Task input —

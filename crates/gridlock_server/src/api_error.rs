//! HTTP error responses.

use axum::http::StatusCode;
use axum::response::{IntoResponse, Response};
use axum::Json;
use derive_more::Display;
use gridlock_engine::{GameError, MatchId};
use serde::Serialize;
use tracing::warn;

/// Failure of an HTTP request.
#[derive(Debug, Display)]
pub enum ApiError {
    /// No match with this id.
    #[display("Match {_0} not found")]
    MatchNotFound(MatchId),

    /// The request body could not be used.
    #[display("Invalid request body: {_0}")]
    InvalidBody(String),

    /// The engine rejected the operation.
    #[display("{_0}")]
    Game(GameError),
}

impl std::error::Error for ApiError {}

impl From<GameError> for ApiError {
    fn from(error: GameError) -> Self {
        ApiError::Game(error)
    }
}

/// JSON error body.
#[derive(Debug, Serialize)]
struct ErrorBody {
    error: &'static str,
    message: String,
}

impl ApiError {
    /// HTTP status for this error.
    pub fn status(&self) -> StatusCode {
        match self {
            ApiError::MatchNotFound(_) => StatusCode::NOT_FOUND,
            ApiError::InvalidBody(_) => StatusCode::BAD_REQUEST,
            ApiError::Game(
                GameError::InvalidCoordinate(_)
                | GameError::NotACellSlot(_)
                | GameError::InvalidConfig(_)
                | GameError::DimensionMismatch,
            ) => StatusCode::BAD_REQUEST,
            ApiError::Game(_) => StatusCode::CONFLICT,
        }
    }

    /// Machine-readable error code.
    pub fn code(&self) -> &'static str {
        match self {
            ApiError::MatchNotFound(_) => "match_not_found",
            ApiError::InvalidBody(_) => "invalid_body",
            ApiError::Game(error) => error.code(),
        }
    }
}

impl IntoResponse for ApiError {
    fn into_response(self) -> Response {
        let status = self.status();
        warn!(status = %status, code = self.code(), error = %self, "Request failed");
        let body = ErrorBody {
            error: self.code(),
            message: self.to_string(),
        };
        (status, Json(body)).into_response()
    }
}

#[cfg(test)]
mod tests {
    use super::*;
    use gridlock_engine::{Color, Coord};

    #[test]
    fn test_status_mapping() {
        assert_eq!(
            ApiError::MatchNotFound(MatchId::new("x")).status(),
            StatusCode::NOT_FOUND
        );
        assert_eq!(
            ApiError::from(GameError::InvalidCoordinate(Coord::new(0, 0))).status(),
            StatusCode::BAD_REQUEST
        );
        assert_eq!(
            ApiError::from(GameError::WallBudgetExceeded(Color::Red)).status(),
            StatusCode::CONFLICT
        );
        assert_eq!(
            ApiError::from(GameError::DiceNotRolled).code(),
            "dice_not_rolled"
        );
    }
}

--

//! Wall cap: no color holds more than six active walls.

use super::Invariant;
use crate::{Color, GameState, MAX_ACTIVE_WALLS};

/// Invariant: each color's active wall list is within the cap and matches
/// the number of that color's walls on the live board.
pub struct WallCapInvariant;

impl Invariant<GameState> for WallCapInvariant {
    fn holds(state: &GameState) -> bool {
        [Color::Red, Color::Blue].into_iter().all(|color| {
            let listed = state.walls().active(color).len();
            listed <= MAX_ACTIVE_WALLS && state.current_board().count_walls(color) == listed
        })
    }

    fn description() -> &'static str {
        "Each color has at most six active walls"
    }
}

* * *

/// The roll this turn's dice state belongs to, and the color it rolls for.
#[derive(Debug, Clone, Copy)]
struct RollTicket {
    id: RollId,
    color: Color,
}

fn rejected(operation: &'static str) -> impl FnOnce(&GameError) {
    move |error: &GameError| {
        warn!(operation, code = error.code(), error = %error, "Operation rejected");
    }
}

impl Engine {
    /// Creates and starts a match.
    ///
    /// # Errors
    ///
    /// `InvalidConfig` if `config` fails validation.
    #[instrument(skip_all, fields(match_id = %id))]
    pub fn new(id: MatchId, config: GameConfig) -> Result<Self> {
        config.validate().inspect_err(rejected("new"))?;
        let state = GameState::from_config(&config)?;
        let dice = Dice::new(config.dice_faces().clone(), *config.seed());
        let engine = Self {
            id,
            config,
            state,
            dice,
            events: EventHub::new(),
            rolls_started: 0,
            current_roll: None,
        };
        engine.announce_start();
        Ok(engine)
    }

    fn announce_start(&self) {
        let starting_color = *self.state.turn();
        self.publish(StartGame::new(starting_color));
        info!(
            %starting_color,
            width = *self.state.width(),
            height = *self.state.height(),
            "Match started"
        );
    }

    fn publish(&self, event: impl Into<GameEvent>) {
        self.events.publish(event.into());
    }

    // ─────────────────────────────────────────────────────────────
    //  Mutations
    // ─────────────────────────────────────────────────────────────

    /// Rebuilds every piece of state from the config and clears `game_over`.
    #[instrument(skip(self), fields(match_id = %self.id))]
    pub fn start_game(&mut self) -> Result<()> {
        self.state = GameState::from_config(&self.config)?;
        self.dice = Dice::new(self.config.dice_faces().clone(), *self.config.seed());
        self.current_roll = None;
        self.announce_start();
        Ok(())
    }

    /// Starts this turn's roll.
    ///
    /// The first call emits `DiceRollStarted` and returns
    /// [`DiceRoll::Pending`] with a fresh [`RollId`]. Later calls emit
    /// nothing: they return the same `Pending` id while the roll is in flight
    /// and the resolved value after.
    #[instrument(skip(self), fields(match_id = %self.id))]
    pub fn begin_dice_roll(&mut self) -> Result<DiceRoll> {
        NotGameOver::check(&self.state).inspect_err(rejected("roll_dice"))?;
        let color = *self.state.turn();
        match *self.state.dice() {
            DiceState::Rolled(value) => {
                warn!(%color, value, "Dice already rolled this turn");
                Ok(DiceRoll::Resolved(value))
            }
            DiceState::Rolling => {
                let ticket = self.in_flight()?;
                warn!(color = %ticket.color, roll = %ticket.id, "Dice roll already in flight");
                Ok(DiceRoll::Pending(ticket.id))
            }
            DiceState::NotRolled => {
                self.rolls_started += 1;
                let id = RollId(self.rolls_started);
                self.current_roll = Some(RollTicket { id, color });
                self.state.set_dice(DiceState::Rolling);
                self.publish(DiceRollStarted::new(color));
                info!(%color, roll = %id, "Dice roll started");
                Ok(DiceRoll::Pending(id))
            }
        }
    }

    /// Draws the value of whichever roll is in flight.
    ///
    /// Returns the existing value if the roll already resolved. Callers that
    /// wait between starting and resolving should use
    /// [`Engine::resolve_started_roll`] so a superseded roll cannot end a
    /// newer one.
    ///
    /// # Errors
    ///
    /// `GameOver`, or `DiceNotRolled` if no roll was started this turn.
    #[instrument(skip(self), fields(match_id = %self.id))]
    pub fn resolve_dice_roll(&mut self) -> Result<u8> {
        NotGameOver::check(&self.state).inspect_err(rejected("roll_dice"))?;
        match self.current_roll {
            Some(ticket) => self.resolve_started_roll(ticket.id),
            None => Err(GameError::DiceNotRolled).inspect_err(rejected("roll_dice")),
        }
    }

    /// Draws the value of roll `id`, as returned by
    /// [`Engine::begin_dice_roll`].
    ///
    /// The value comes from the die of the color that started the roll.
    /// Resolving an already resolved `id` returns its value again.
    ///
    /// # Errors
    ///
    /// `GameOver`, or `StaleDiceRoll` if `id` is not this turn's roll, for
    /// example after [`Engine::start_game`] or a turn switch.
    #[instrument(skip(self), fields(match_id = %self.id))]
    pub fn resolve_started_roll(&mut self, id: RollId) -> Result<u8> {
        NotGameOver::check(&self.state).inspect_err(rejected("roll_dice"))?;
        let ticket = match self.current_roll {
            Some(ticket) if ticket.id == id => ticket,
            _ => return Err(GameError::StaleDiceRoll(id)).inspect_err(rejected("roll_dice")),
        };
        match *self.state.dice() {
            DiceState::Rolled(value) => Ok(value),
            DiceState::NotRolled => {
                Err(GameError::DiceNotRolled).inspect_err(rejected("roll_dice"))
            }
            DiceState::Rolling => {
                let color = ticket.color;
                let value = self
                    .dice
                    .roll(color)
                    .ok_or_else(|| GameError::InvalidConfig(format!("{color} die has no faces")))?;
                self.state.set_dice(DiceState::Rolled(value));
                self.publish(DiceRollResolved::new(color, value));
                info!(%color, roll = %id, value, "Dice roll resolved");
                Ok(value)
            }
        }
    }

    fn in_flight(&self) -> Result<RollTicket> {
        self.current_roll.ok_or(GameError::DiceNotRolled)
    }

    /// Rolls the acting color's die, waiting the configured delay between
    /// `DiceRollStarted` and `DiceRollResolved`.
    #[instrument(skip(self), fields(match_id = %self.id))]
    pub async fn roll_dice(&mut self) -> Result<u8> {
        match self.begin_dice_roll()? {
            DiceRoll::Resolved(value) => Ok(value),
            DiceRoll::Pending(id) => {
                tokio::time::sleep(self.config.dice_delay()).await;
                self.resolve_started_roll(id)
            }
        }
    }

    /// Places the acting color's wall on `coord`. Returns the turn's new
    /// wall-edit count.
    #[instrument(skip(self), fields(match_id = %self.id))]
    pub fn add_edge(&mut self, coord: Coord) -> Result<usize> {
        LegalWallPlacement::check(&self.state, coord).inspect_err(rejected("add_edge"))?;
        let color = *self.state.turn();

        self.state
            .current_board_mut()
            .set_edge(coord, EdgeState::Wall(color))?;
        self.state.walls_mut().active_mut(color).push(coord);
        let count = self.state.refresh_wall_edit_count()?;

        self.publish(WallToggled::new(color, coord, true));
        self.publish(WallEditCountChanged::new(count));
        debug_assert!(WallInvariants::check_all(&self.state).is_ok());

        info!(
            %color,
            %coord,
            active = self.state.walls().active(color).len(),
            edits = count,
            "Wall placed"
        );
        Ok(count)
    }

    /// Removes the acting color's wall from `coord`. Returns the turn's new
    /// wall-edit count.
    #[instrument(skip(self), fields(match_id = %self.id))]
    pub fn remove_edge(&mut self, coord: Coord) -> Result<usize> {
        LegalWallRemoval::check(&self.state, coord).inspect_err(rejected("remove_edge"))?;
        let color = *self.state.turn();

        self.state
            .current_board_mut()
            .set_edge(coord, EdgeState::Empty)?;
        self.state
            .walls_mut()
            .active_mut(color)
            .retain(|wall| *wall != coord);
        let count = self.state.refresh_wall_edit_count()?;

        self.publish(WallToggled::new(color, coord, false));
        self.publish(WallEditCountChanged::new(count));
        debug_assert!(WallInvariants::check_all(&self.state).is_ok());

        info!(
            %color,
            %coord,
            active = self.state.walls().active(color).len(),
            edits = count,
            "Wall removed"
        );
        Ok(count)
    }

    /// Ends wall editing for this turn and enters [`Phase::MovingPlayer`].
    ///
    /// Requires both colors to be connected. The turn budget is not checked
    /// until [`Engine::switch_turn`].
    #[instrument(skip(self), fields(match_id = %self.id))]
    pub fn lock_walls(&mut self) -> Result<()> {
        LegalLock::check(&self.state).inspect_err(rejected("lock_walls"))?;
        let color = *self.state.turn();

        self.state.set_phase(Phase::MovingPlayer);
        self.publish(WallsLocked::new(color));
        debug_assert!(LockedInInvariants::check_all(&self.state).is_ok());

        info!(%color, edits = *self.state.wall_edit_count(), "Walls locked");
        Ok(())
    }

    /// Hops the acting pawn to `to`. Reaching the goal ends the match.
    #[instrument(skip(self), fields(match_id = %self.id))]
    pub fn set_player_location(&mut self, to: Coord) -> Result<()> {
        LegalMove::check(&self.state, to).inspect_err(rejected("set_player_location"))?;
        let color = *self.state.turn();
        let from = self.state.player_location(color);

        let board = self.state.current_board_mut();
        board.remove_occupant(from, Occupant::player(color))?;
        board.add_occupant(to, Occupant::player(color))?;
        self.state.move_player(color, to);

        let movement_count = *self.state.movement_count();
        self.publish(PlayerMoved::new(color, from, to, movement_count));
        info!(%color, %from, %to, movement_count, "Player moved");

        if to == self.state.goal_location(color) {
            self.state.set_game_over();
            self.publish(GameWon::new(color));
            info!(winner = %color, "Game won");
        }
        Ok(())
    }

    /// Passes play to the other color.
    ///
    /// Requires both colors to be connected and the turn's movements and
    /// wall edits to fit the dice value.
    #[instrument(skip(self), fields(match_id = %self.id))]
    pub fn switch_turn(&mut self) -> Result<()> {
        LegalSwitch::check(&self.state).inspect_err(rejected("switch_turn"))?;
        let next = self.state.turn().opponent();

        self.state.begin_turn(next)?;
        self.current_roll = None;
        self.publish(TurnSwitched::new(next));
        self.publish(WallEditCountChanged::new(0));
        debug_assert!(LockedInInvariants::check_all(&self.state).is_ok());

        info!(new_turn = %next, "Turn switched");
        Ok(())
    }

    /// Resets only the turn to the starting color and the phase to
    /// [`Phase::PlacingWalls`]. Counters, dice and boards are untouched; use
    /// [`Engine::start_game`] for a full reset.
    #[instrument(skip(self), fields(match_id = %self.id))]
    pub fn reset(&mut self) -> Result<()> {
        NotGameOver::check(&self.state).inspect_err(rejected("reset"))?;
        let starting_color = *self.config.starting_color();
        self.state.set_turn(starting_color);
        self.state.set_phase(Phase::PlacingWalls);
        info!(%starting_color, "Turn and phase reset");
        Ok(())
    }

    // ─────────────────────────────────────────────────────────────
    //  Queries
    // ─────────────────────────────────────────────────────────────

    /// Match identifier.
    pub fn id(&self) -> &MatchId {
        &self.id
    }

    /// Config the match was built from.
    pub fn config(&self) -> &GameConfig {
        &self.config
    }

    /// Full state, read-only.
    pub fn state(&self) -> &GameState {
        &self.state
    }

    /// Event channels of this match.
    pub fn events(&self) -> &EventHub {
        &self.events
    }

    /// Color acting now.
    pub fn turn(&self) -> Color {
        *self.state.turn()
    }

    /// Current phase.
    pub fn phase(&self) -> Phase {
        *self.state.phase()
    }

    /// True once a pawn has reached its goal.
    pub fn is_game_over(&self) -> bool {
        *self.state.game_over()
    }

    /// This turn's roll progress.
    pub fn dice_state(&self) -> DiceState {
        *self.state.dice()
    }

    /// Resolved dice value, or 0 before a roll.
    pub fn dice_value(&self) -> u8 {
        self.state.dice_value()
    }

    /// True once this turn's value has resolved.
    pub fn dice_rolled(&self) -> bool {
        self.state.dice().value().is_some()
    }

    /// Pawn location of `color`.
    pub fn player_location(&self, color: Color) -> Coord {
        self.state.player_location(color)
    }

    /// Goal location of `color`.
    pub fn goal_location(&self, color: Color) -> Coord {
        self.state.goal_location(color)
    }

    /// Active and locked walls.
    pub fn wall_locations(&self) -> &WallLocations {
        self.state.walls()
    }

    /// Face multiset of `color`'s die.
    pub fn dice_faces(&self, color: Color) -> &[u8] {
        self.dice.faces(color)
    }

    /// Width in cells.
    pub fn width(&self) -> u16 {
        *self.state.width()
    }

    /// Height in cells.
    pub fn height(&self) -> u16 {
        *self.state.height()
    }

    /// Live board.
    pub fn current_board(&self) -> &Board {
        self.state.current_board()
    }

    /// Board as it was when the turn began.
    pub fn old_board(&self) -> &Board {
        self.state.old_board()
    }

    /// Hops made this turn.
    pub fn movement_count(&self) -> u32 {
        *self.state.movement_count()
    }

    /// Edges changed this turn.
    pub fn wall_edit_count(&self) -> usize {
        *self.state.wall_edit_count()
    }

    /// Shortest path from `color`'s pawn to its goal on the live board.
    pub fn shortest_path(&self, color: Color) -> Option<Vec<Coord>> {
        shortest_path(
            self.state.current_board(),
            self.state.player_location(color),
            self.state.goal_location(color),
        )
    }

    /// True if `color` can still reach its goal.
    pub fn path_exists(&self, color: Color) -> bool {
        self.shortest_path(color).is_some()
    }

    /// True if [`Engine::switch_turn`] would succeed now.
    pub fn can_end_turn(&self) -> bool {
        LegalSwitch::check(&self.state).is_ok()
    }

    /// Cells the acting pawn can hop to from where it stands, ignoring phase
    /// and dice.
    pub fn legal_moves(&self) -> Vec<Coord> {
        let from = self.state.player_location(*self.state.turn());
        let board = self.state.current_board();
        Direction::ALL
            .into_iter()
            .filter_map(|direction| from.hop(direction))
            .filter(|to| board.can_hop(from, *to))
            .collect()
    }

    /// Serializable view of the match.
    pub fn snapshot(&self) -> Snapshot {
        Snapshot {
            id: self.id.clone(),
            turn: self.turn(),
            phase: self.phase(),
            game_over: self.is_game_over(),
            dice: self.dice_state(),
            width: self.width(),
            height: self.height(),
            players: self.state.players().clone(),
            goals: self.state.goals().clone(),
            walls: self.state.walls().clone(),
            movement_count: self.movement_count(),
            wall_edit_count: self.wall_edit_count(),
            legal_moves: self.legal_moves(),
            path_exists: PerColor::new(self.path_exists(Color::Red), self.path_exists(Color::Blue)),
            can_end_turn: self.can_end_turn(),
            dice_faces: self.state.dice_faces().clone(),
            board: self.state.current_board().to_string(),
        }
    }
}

Problem description — Tally how many lines include "DiceRollStarted" in the listing above; reply with the number only.

Your solution — 3